→ Problem requirements:
Copy every line of the records that includes the word "false".

Stored items:
>>>

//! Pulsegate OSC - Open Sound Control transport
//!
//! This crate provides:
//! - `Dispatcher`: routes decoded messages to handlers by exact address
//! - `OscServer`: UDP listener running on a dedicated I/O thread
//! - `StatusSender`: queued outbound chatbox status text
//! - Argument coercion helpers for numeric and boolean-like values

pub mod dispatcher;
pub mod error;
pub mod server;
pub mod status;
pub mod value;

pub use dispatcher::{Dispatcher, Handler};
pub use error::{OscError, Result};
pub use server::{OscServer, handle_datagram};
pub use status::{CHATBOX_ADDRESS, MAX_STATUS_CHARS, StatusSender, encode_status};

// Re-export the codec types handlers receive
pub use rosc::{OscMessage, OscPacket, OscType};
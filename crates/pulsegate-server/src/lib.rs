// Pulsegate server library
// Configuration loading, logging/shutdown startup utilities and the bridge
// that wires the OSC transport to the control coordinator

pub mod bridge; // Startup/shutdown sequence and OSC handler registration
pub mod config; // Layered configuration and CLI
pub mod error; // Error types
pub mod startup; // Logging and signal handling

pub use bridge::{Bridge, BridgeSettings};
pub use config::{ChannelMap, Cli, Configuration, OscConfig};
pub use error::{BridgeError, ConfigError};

<<<
>>>

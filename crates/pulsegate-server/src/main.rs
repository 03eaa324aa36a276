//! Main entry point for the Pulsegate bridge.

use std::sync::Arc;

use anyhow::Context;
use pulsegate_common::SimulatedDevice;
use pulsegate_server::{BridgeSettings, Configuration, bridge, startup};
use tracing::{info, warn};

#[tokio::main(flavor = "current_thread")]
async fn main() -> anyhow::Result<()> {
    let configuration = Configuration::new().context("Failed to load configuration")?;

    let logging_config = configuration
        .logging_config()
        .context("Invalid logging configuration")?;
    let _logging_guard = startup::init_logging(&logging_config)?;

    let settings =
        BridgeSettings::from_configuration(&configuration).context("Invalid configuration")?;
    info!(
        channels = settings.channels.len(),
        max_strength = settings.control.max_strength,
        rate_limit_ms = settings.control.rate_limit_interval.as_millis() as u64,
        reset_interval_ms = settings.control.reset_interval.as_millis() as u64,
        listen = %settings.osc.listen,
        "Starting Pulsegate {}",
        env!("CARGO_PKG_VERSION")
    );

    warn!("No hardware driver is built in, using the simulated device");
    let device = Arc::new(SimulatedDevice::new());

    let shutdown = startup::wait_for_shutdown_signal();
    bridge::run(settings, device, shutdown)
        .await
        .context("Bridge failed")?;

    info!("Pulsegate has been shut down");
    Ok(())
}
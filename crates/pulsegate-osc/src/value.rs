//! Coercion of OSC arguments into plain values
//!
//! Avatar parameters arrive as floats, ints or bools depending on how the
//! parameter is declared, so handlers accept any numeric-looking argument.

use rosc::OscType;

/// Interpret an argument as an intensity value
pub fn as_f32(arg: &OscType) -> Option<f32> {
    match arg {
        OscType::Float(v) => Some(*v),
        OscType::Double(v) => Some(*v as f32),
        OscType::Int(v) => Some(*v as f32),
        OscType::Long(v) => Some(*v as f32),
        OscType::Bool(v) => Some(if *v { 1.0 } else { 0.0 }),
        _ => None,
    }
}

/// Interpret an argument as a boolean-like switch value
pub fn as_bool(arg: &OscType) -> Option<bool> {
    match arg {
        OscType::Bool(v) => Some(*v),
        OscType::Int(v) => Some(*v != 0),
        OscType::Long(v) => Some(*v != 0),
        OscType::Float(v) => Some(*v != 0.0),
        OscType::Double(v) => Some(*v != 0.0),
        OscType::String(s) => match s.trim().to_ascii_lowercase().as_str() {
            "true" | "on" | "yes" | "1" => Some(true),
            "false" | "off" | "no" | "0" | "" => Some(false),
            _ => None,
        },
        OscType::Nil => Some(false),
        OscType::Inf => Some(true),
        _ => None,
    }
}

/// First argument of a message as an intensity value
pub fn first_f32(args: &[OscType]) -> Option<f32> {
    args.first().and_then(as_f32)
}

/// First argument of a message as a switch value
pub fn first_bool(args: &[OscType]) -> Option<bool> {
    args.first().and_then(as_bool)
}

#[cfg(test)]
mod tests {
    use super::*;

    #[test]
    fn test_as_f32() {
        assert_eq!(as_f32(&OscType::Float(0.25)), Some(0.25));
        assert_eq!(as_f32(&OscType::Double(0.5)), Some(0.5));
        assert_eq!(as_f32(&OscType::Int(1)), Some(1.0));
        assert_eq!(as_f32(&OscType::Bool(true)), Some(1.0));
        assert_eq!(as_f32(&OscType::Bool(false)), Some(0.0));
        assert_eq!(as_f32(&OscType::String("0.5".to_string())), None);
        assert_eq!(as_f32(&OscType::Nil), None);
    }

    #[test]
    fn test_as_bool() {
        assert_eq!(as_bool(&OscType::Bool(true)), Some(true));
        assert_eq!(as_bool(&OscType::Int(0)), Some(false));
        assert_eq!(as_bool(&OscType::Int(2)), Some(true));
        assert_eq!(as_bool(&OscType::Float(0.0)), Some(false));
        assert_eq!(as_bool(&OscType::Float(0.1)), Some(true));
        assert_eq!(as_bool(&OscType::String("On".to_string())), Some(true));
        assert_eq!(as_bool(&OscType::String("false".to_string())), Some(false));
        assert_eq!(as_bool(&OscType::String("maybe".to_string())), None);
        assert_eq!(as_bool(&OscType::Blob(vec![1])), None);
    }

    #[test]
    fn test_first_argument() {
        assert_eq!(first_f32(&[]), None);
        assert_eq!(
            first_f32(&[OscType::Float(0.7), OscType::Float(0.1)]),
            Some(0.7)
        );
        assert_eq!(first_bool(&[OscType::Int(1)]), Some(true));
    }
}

<<<

→ Answer to the exercise:
            "false" | "off" | "no" | "0" | "" => Some(false),
        OscType::Nil => Some(false),
        assert_eq!(as_f32(&OscType::Bool(false)), Some(0.0));
        assert_eq!(as_bool(&OscType::Int(0)), Some(false));
        assert_eq!(as_bool(&OscType::Float(0.0)), Some(false));
        assert_eq!(as_bool(&OscType::String("false".to_string())), Some(false));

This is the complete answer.